The wage solidarity scheme was intended to impact all workers; the higher the wages of the workers concerned, the less wage growth they would experience. One study looking at wage growth in 1972 through 1982 among blue-collar workers found that workers in the bottom decile of the distribution experienced increases that were three times higher than those at the median of the wage scale. Workers at the median of the wage scale experienced wage growth that was 50 percent higher than that of workers in the top decile (Albrecht, Bjorklund, and Vroman 2011).

Moreover, two different unions not directly privy to Rehn-Meidner, the Tjänstemännens Centralorganisation (Central Organization of Salaried Employees, or TCO) and the Sveriges akademikers centralorganisation (Swedish Confederation of Professional Associations, or SACO), both representing white-collar workers, also negotiated framework agreements that provided for higher wage growth at the bottom of the pay scale (Albrecht, Bjorklund, and Vroman 2011). Therefore, at least for some time, wage solidarity became a significantly institutionalized practice in Sweden.

Because wage growth at the bottom would put many less productive firms out of business, the LO advocated for—and employers agreed to set up—funds to provide unemployment benefits to workers who might lose their jobs, to retrain workers who lost jobs, and to match these workers to new jobs being created in more productive sectors of the economy, especially in export industries (Pontusson 1992, 64-68). These activities constituted so-called “active labor market policies” that are typical in Nordic countries and in some continental European countries (Pontusson 2005, 125-126) classified as “coordinated market economies” (Hall and Soskice 2001, 8).2 Unions played a critical part in managing unemployment, retraining, and job matching schemes; they were crucial for workers in the transition to high productivity. 

While difficult to prove causation, it was also true that during the decades Rehn-Meidner was in operation, Swedish union density increased until it reached a peak of 83 percent during around the 1980s (Albrecht, Bjorklund, and Vroman 2011). 

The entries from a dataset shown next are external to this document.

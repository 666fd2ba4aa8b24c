//! Safe SQL identifier handling.
//!
//! Identifiers cannot be bound as parameters, so anything user-controlled that ends up
//! as a column or table name has to pass through [`Ident::parse`] (or the
//! [`safe_identifier`] shorthand) first.
//!
//! Accepted grammar: `[A-Za-z_][A-Za-z0-9_]*`, optionally followed by `.` and a second
//! part of the same shape (`table.column`). No quoting, no whitespace, no third part.
//!
//! # Example
//! ```
//! use paramsql::Ident;
//!
//! let col = Ident::parse("orders.total_amount")?;
//! assert_eq!(col.table(), Some("orders"));
//! assert_eq!(col.name(), "total_amount");
//! assert!(Ident::parse("col; DROP TABLE x--").is_err());
//! # Ok::<(), paramsql::Error>(())
//! ```

use crate::error::{Error, Result};
use std::fmt;

/// A validated column or table reference, optionally table-qualified.
#[derive(Debug, Clone, PartialEq, Eq, Hash)]
pub struct Ident {
    raw: String,
    dot: Option<usize>,
}

impl Ident {
    /// Parse and validate an identifier.
    pub fn parse(s: &str) -> Result<Self> {
        if s.is_empty() {
            return Err(Error::invalid_identifier(s, "identifier cannot be empty"));
        }

        let mut dot = None;
        let mut segment_start = true;

        for (i, c) in s.char_indices() {
            if c == '.' {
                if segment_start {
                    return Err(Error::invalid_identifier(s, "empty identifier segment"));
                }
                if dot.is_some() {
                    return Err(Error::invalid_identifier(
                        s,
                        "at most one '.' (table.column) is allowed",
                    ));
                }
                dot = Some(i);
                segment_start = true;
                continue;
            }

            if segment_start {
                // First char: letter or underscore.
                if !(c == '_' || c.is_ascii_alphabetic()) {
                    return Err(Error::invalid_identifier(
                        s,
                        format!("invalid identifier start character '{c}'"),
                    ));
                }
                segment_start = false;
            } else if !(c == '_' || c.is_ascii_alphanumeric()) {
                return Err(Error::invalid_identifier(
                    s,
                    format!("invalid character '{c}' in identifier"),
                ));
            }
        }

        if segment_start {
            return Err(Error::invalid_identifier(s, "trailing '.' in identifier"));
        }

        Ok(Self {
            raw: s.to_string(),
            dot,
        })
    }

    /// The table qualifier, if any.
    pub fn table(&self) -> Option<&str> {
        self.dot.map(|i| &self.raw[..i])
    }

    /// The unqualified name (the part after the dot, or the whole identifier).
    pub fn name(&self) -> &str {
        match self.dot {
            Some(i) => &self.raw[i + 1..],
            None => &self.raw,
        }
    }

    pub fn as_str(&self) -> &str {
        &self.raw
    }

    pub fn into_string(self) -> String {
        self.raw
    }
}

impl fmt::Display for Ident {
    fn fmt(&self, f: &mut fmt::Formatter<'_>) -> fmt::Result {
        f.write_str(&self.raw)
    }
}

impl AsRef<str> for Ident {
    fn as_ref(&self) -> &str {
        &self.raw
    }
}

impl std::str::FromStr for Ident {
    type Err = Error;

    fn from_str(s: &str) -> Result<Self> {
        Self::parse(s)
    }
}

/// Validate `identifier` and hand it back unchanged.
///
/// Use this for user-provided column names that end up in `order_by`, `group_by` or raw
/// fragments.
pub fn safe_identifier(identifier: &str) -> Result<&str> {
    Ident::parse(identifier)?;
    Ok(identifier)
}

#[cfg(test)]
mod tests {
    use super::*;

    #[test]
    fn ident_simple() {
        let ident = Ident::parse("users").unwrap();
        assert_eq!(ident.as_str(), "users");
        assert_eq!(ident.table(), None);
        assert_eq!(ident.name(), "users");
    }

    #[test]
    fn ident_qualified() {
        let ident = Ident::parse("u.created_at").unwrap();
        assert_eq!(ident.table(), Some("u"));
        assert_eq!(ident.name(), "created_at");
        assert_eq!(ident.to_string(), "u.created_at");
    }

    #[test]
    fn ident_underscore_and_digits() {
        assert!(Ident::parse("_tmp1").is_ok());
        assert!(Ident::parse("t2.col_3").is_ok());
    }

    #[test]
    fn ident_rejects_empty() {
        assert!(Ident::parse("").is_err());
    }

    #[test]
    fn ident_rejects_start_digit() {
        assert!(Ident::parse("1table").is_err());
        assert!(Ident::parse("users.1col").is_err());
    }

    #[test]
    fn ident_rejects_space() {
        assert!(Ident::parse("my table").is_err());
        assert!(Ident::parse(" users").is_err());
    }

    #[test]
    fn ident_rejects_three_parts() {
        assert!(Ident::parse("schema.table.column").is_err());
    }

    #[test]
    fn ident_rejects_double_dot() {
        assert!(Ident::parse("schema..table").is_err());
    }

    #[test]
    fn ident_rejects_leading_and_trailing_dot() {
        assert!(Ident::parse(".users").is_err());
        assert!(Ident::parse("users.").is_err());
    }

    #[test]
    fn ident_rejects_injection() {
        for bad in [
            "col; DROP TABLE x--",
            "name'",
            "\"quoted\"",
            "id OR 1=1",
            "col$",
            "naïve",
        ] {
            let err = Ident::parse(bad).unwrap_err();
            assert!(err.is_invalid_identifier(), "{bad} should be rejected");
        }
    }

    #[test]
    fn safe_identifier_returns_input() {
        assert_eq!(safe_identifier("total_amount").unwrap(), "total_amount");
        assert!(safe_identifier("total amount").is_err());
    }
}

The Swedish Rehn-Meidner model came to an end in 1986. One reason for its demise included an inability of the system to keep high-paying employers from exercising wage moderation; these employers wanted to pay workers higher wages to better attract and retain talent and remain internationally competitive. The largest industrial union, LO, felt compelled to bargain agreements outside the scheme with large employers in the “engineering” industry, including Volvo, Saab, and ABB, among others, and with the Swedish Employers’ Confederation (Svenska Arbetsgivareföreningen, or SAF) (Edin and Topel 1997, 160). 3

But despite the end of Rehn-Meidner, there is no question that the legacy of the model was, and continues to be, profound. Swedish unions control significant unemployment funds. National and industrial bargaining schemes strengthened by Rehn-Meidner still prevail, even if not all the time or in every industry (Dimick 2012). Sweden has one of the highest levels of union density in the OECD region, with rates fluctuating between 65 and 80 percent over the past 20 years (OECD 2023a). Despite growing inequality in Sweden during the past two decades, the country remains one of the least unequal countries on earth. Its citizens are part of a robust middle class and enjoy some of the planet’s highest standards of living (see OECD 2023b). Despite contemporary challenges, including the rise of a far-right party (Asbrink 2022), it is a rich and equitable country overall.

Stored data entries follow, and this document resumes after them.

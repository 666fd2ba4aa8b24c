//! Statement assembly: turns a [`QuerySpec`] into SQL text and its bind values.
//!
//! Nothing here mutates the [`QuerySpec`], so assembling the same state twice gives
//! byte-identical output.

use super::spec::{Action, QuerySpec, SetData, SetField};
use crate::error::{Error, Result};
use crate::value::Value;
use serde::Serialize;

/// A compiled statement.
#[derive(Debug, Clone, PartialEq, Serialize)]
pub struct Built {
    /// SQL text with positional `?` placeholders.
    pub sql: String,
    /// Bind values, in placeholder order.
    pub params: Vec<Value>,
}

impl Built {
    /// Number of `?` placeholders in the SQL text.
    pub fn placeholder_count(&self) -> usize {
        self.sql.matches('?').count()
    }

    /// Render the SQL with each placeholder replaced by its parameter as a literal.
    ///
    /// Debug output only. Never execute the result.
    pub fn interpolated(&self) -> String {
        let mut out = String::with_capacity(self.sql.len() + self.params.len() * 8);
        let mut params = self.params.iter();
        for ch in self.sql.chars() {
            if ch == '?' {
                match params.next() {
                    Some(p) => out.push_str(&p.to_sql_literal()),
                    None => out.push('?'),
                }
            } else {
                out.push(ch);
            }
        }
        out
    }
}

/// Assemble the statement described by `spec`.
pub fn assemble(spec: &QuerySpec) -> Result<Built> {
    match spec.action {
        Action::Select => Ok(select(spec)),
        Action::Count => Ok(count(spec)),
        Action::Insert => insert(spec),
        Action::Update => update(spec),
        Action::Delete => Ok(delete(spec)),
    }
}

fn select(spec: &QuerySpec) -> Built {
    let mut sql = format!(
        "SELECT {} FROM {}",
        spec.select.to_sql(),
        spec.table_with_alias()
    );
    push_joins(&mut sql, spec);
    push_where(&mut sql, spec);
    push_group_by(&mut sql, spec);

    if let Some(order_by) = non_empty(spec.order_by.as_deref()) {
        sql.push_str(" ORDER BY ");
        sql.push_str(order_by);
    }

    if spec.limit > 0 {
        sql.push_str(&format!(" LIMIT {}", spec.limit));
        if spec.offset > 0 {
            sql.push_str(&format!(" OFFSET {}", spec.offset));
        }
    }

    Built {
        sql,
        params: spec.where_params.clone(),
    }
}

fn count(spec: &QuerySpec) -> Built {
    let mut sql = format!(
        "SELECT COUNT({}) AS cnt FROM {}",
        spec.count_column,
        spec.table_with_alias()
    );
    push_joins(&mut sql, spec);
    push_where(&mut sql, spec);
    push_group_by(&mut sql, spec);

    Built {
        sql,
        params: spec.where_params.clone(),
    }
}

fn insert(spec: &QuerySpec) -> Result<Built> {
    if spec.set_data.is_empty() {
        return Err(Error::EmptyMutationData(Action::Insert));
    }

    let mut params = Vec::new();
    let mut sql = format!("INSERT INTO {} SET ", spec.table);
    push_set_list(&mut sql, &mut params, &spec.set_data);

    if !spec.on_duplicate.is_empty() {
        sql.push_str(" ON DUPLICATE KEY UPDATE ");
        push_set_list(&mut sql, &mut params, &spec.on_duplicate);
    }

    Ok(Built { sql, params })
}

fn update(spec: &QuerySpec) -> Result<Built> {
    if spec.set_data.is_empty() {
        return Err(Error::EmptyMutationData(Action::Update));
    }

    let mut params = Vec::new();
    let mut sql = format!("UPDATE {} SET ", spec.table);
    push_set_list(&mut sql, &mut params, &spec.set_data);

    // SET values first, then WHERE values.
    if push_where(&mut sql, spec) {
        params.extend_from_slice(&spec.where_params);
    }

    Ok(Built { sql, params })
}

fn delete(spec: &QuerySpec) -> Built {
    let mut sql = format!("DELETE FROM {}", spec.table_with_alias());
    push_where(&mut sql, spec);

    Built {
        sql,
        params: spec.where_params.clone(),
    }
}

fn push_joins(sql: &mut String, spec: &QuerySpec) {
    for join in &spec.joins {
        sql.push(' ');
        sql.push_str(&join.to_sql());
    }
}

/// Returns whether a WHERE clause was written.
fn push_where(sql: &mut String, spec: &QuerySpec) -> bool {
    if spec.where_fragments.is_empty() {
        return false;
    }
    sql.push_str(" WHERE ");
    sql.push_str(&spec.where_fragments.join(" AND "));
    true
}

fn push_group_by(sql: &mut String, spec: &QuerySpec) {
    if let Some(group_by) = non_empty(spec.group_by.as_deref()) {
        sql.push_str(" GROUP BY ");
        sql.push_str(group_by);
    }
}

fn push_set_list(sql: &mut String, params: &mut Vec<Value>, data: &SetData) {
    for (i, (column, field)) in data.iter().enumerate() {
        if i > 0 {
            sql.push_str(", ");
        }
        sql.push_str(column);
        sql.push_str(" = ");
        match field {
            SetField::Value(v) => {
                sql.push('?');
                params.push(v.clone());
            }
            SetField::Raw(raw) => {
                sql.push_str(raw.sql());
                params.extend_from_slice(raw.bindings());
            }
        }
    }
}

fn non_empty(s: Option<&str>) -> Option<&str> {
    s.filter(|s| !s.is_empty())
}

But the US is not Sweden, and blindly transplanting Swedish law and policy to the US is likely doomed to fail. Sweden, as stated earlier, is a prime example of a “coordinated market economy” built in great part on bargaining relations between large, organized actors such as national unions and employer organizations. These organized groups coordinate activities to build markets (Hall and Soskice 2001, 8). As one of the starkest models of a “liberal market economy,” the US is its opposite (Hall and Soskice 2001, 10). Liberal market economies prize arm’s-length transactions and market competition. Additionally, in the US, national union and employer groups do not bargain substantially at the national level. Industrial relations are decentralized, and if they exist at all, unions typically bargain at the plant or employer level. While Sweden currently has about 65 percent union density, the US has about 10 percent (OECD 2023a). In the private sector, US union density has all but collapsed, and is at about 6 percent (Hirsch, Macpherson, and Even 2023).

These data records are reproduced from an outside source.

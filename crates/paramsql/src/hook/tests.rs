use super::*;
use crate::builder::{Action, QueryBuilder, SetField};
use crate::raw::Raw;
use std::sync::Arc;

fn users_query() -> QueryBuilder {
    let mut qb = QueryBuilder::table_as("users", "u");
    qb.select("u.id, u.name")
        .and_where([("u.status", "active")])
        .order_by("u.id")
        .limit(10);
    qb
}

#[test]
fn test_no_hook_and_noop_hook_give_same_output() {
    let plain = users_query();
    let mut hooked = users_query();
    hooked.with_hook(Arc::new(NoopHook));

    assert_eq!(plain.build().unwrap(), hooked.build().unwrap());
}

#[test]
fn test_stats_hook_counts_per_action() {
    let stats = Arc::new(StatsHook::new());

    let mut qb = users_query();
    qb.with_hook(stats.clone());
    qb.build().unwrap();
    qb.build().unwrap();

    qb.count();
    qb.build().unwrap();

    qb.clear_all().delete();
    qb.build().unwrap();

    qb.insert([("name", "x")]);
    qb.build().unwrap();

    let s = stats.stats();
    assert_eq!(s.total_queries, 5);
    assert_eq!(s.select_queries, 2);
    assert_eq!(s.count_queries, 1);
    assert_eq!(s.delete_queries, 1);
    assert_eq!(s.insert_queries, 1);
    assert_eq!(s.update_queries, 0);
    // 1 + 1 + 1 where params, 0 for the delete, 1 set param
    assert_eq!(s.total_params, 4);

    stats.reset();
    assert_eq!(stats.stats(), BuildStats::default());
}

#[test]
fn test_failed_build_is_not_reported() {
    let stats = Arc::new(StatsHook::new());
    let log = Arc::new(RecordingHook::new());

    let mut qb = QueryBuilder::table("users");
    qb.with_hook(stats.clone()).with_hook(log.clone());
    qb.update(Vec::<(&str, i32)>::new());

    assert!(qb.build().is_err());
    assert_eq!(stats.stats().total_queries, 0);
    assert!(log.is_empty());
}

#[test]
fn test_recording_hook_keeps_input_and_output() {
    let log = Arc::new(RecordingHook::new());

    let mut qb = QueryBuilder::table("users");
    qb.with_hook(log.clone());
    qb.update([
        ("name", SetField::from("alice")),
        ("updated_at", SetField::from(Raw::new("NOW()"))),
    ])
    .and_where([("id", 3)]);
    qb.build().unwrap();

    qb.clear_all();
    qb.build().unwrap();

    let entries = log.entries();
    assert_eq!(entries.len(), 2);

    let first = &entries[0];
    assert_eq!(first.id, 1);
    assert_eq!(first.action, Action::Update);
    assert_eq!(first.input.table, "users");
    assert_eq!(first.input.where_fragments, vec!["id = ?".to_string()]);
    assert_eq!(first.input.set_data.len(), 2);
    assert_eq!(
        first.output.sql,
        "UPDATE users SET name = ?, updated_at = NOW() WHERE id = ?"
    );
    assert_eq!(first.output.params.len(), 2);

    assert_eq!(entries[1].id, 2);
    assert_eq!(entries[1].action, Action::Select);
    assert!(entries[1].elapsed >= first.elapsed);

    log.reset();
    assert!(log.is_empty());
}

#[test]
fn test_recording_hook_capacity() {
    let log = Arc::new(RecordingHook::new().with_capacity(2));
    let mut qb = QueryBuilder::table("t");
    qb.with_hook(log.clone());
    for _ in 0..5 {
        qb.build().unwrap();
    }

    let ids: Vec<u64> = log.entries().iter().map(|r| r.id).collect();
    assert_eq!(ids, vec![4, 5]);
}

#[test]
fn test_recording_hook_json_export() {
    let log = Arc::new(RecordingHook::new());
    let mut qb = QueryBuilder::table("users");
    qb.with_hook(log.clone());
    qb.and_where([("id", 1)]);
    qb.build().unwrap();

    let json: serde_json::Value = serde_json::from_str(&log.to_json().unwrap()).unwrap();
    let record = &json[0];
    assert_eq!(record["id"], 1);
    assert_eq!(record["action"], "select");
    assert_eq!(record["input"]["table"], "users");
    assert_eq!(record["input"]["where"][0], "id = ?");
    assert_eq!(record["output"]["sql"], "SELECT * FROM users WHERE id = ?");
    assert_eq!(record["output"]["params"][0], 1);
    assert!(record["elapsed"].is_f64());
}

#[test]
fn test_composite_hook_fans_out() {
    let stats = Arc::new(StatsHook::new());
    let log = Arc::new(RecordingHook::new());
    let composite = CompositeHook::new()
        .add(NoopHook)
        .add_arc(stats.clone())
        .add_arc(log.clone());
    assert_eq!(composite.len(), 3);

    let mut qb = users_query();
    qb.with_hook(Arc::new(composite));
    qb.build().unwrap();

    assert_eq!(stats.stats().total_queries, 1);
    assert_eq!(log.len(), 1);
}

#[test]
fn test_hooks_survive_clear_all_and_clone() {
    let stats = Arc::new(StatsHook::new());
    let mut qb = QueryBuilder::table("users");
    qb.with_hook(stats.clone());

    qb.clear_all();
    qb.build().unwrap();

    let copy = qb.clone();
    copy.build().unwrap();
    assert_eq!(stats.stats().total_queries, 2);

    qb.clear_hooks();
    qb.build().unwrap();
    assert_eq!(stats.stats().total_queries, 2);
}

#[test]
fn test_snapshot_serializes_joins() {
    let log = Arc::new(RecordingHook::new());
    let mut qb = QueryBuilder::table_as("users", "u");
    qb.with_hook(log.clone())
        .left_join("roles", "r", "u.role_id = r.id");
    qb.build().unwrap();

    let value = serde_json::to_value(&log.entries()[0].input).unwrap();
    assert_eq!(value["alias"], "u");
    assert_eq!(value["select"], "*");
    assert_eq!(value["joins"][0]["kind"], "LEFT");
    assert_eq!(value["joins"][0]["alias"], "r");
}

#[cfg(feature = "tracing")]
mod tracing_capture {
    use super::*;
    use std::io;
    use std::sync::Mutex;
    use tracing::Level;

    #[derive(Clone, Default)]
    struct Captured(Arc<Mutex<Vec<u8>>>);

    impl Captured {
        fn contents(&self) -> String {
            String::from_utf8_lossy(&self.0.lock().unwrap()).into_owned()
        }
    }

    impl io::Write for Captured {
        fn write(&mut self, buf: &[u8]) -> io::Result<usize> {
            self.0.lock().unwrap().extend_from_slice(buf);
            Ok(buf.len())
        }

        fn flush(&mut self) -> io::Result<()> {
            Ok(())
        }
    }

    fn capture<F: FnOnce()>(max_level: Level, f: F) -> String {
        let out = Captured::default();
        let writer = out.clone();
        let subscriber = tracing_subscriber::fmt()
            .with_writer(move || writer.clone())
            .with_max_level(max_level)
            .with_ansi(false)
            .finish();
        tracing::subscriber::with_default(subscriber, f);
        out.contents()
    }

    #[test]
    fn test_tracing_hook_emits_event() {
        let logs = capture(Level::DEBUG, || {
            let mut qb = QueryBuilder::table("users");
            qb.with_hook(Arc::new(TracingHook::new()));
            qb.and_where([("id", 1)]);
            qb.build().unwrap();
        });

        assert!(logs.contains("paramsql.sql"));
        assert!(logs.contains("action="));
        assert!(logs.contains("select"));
        assert!(logs.contains("param_count=1"));
        assert!(logs.contains("SELECT * FROM users WHERE id = ?"));
    }

    #[test]
    fn test_tracing_hook_truncates_and_filters_by_level() {
        let logs = capture(Level::INFO, || {
            let mut qb = QueryBuilder::table("a_rather_long_table_name");
            qb.with_hook(Arc::new(TracingHook::new().max_sql_length(10)));
            qb.build().unwrap();
        });
        // DEBUG events are filtered out at INFO.
        assert!(logs.is_empty());

        let logs = capture(Level::INFO, || {
            let mut qb = QueryBuilder::table("a_rather_long_table_name");
            qb.with_hook(Arc::new(
                TracingHook::new().level(Level::INFO).max_sql_length(10),
            ));
            qb.build().unwrap();
        });
        assert!(logs.contains("sql=SELECT * F..."));
        assert!(!logs.contains("FROM a_rather_long_table_name"));
    }

    #[test]
    fn test_tracing_hook_with_params() {
        let logs = capture(Level::DEBUG, || {
            let mut qb = QueryBuilder::table("users");
            qb.with_hook(Arc::new(TracingHook::new().no_truncate().with_params()));
            qb.and_where([("name", "zed")]);
            qb.build().unwrap();
        });
        assert!(logs.contains("params="));
        assert!(logs.contains("zed"));
    }

    #[test]
    fn test_truncate_sql_bytes_respects_char_boundary() {
        assert_eq!(truncate_sql_bytes("héllo", 2), "h");
        assert_eq!(truncate_sql_bytes("abc", 10), "abc");
    }
}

The next part of this essay discusses the case of Puerto Rico, a US territory that, despite being similar to the rest of the US in certain ways, was able to weave industrial and labor policies in the 1950s to 1970s in its garment industry.

 

Puerto Rico: A Case of Promoting Industry and Unions in the US

At various times and places in US history, unions acted as players with influence over national policy, including over industrial policy, which in turn helped unions retain an institutional role and build organizational capacity. Union participation in the National Defense Mediation Board (NDMB) and its successor, the National War Labor Board (NWLB), are perhaps the clearest examples of US union relevance in national industrial promotion. Historian Nelson Lichtenstein described the importance of these tripartite government agencies for the maintenance of labor peace during wartime in industries involved in the production of arms, equipment, and other materials. Both the American Federation of Labor (AFL) and the Congress of Industrial Organizations (CIO) accepted—after some controversy and false starts—the authority of those bodies and participated in them. Heads of unions were also appointed to them as labor representatives (Lichtenstein 2003, 51).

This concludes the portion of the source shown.